In the following months, however, he recanted his testimony and claimed that the police had tortured him into confessing out of fear of further reprisals against him and pressure against his family members. However, the overwhelming amount of evidence proved that he had indeed committed the murder, and on 27 June 2018, Gorin was given 22 years imprisonment. He avoided receiving life imprisonment due to his initial confession and cooperation with law enforcement, and he was even given time served by the district court. With this taken into account, he was scheduled for release in 2032.

=== Possible additional victims ===
Gorin's true victim count has been the subject of much debate, with some of his neighbours claiming that he had confessed to them that he had killed at least 13 people. The testimony of one such neighbour, known only as "Dmitry Vladimirovich," stated that after being arrested in 2012, officers opened a refrigerator and found an abundance of human meat in there. "Dmitry" also claimed that the two brothers had attempted to kill another local in a drunken stupor and that Denis once took him to a pit where he claimed to have buried the remains of 12 people; the pit supposedly had multiple skeletons, including that of what appeared to be a young girl.

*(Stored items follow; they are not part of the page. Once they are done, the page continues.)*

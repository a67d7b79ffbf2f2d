//! Query parameter types for API handlers.

use actiontrack_core::action_item::{parse_priority_filter, parse_status_filter};
use actiontrack_core::error::CoreError;
use actiontrack_db::models::action_item::ActionItemFilter;
use serde::Deserialize;

/// `?status=&priority=` on the action item listing.
///
/// Values are kept as raw strings so `all` and unknown values can be told
/// apart: `all` (or absent) disables the filter, anything outside the
/// domain is a validation error.
#[derive(Debug, Default, Deserialize)]
pub struct ActionItemListParams {
    pub status: Option<String>,
    pub priority: Option<String>,
}

impl ActionItemListParams {
    /// Convert into a typed repository filter.
    pub fn to_filter(&self) -> Result<ActionItemFilter, CoreError> {
        Ok(ActionItemFilter {
            status: parse_status_filter(self.status.as_deref())?,
            priority: parse_priority_filter(self.priority.as_deref())?,
        })
    }
}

Local authorities have never commented officially on these claims, and it is unclear if any investigations into further victims ever took place.

== Pardon and death ==
In early 2023, Gorin, while still incarcerated in a penal colony, signed a contract with a PMC and was sent to fight in Ukraine as part of a Storm-Z penal battalion. In the summer or early fall of 2023, he received a moderate injury in combat, after which President Putin pardoned him. The pardon caused a public outcry across Russia, leading to the incident being covered nationally and even internationally.

On 24 October 2023, Gorin published a photo on his Odnoklassniki page dressed in a military uniform with a ribbon of Saint George and a patch with the inscription "Zacheburashim," similar to what volunteers wear on the Ukrainian front. Friends and acquaintances of Gorin stated that, after being wounded in battle, he was sent for treatment at a military hospital in Yuzhno-Sakhalinsk.

On 1 July 2024, he died of wounds received in the war. His death was not reported in the news until it was discovered by the independent Russian media outlet Mediazona on 2 August 2025.